pub mod application;
pub mod config;
pub mod domain;
pub mod error;
pub mod infrastructure;
pub mod interfaces;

== INSTRUCTIONS FOR THE TASK ==
Each line from the one containing "pub mod error;" down to the final line of the listing must appear in the answer exactly as written, and no other line may.

== EXERCISE ANSWER ==
pub mod error;
pub mod infrastructure;
pub mod interfaces;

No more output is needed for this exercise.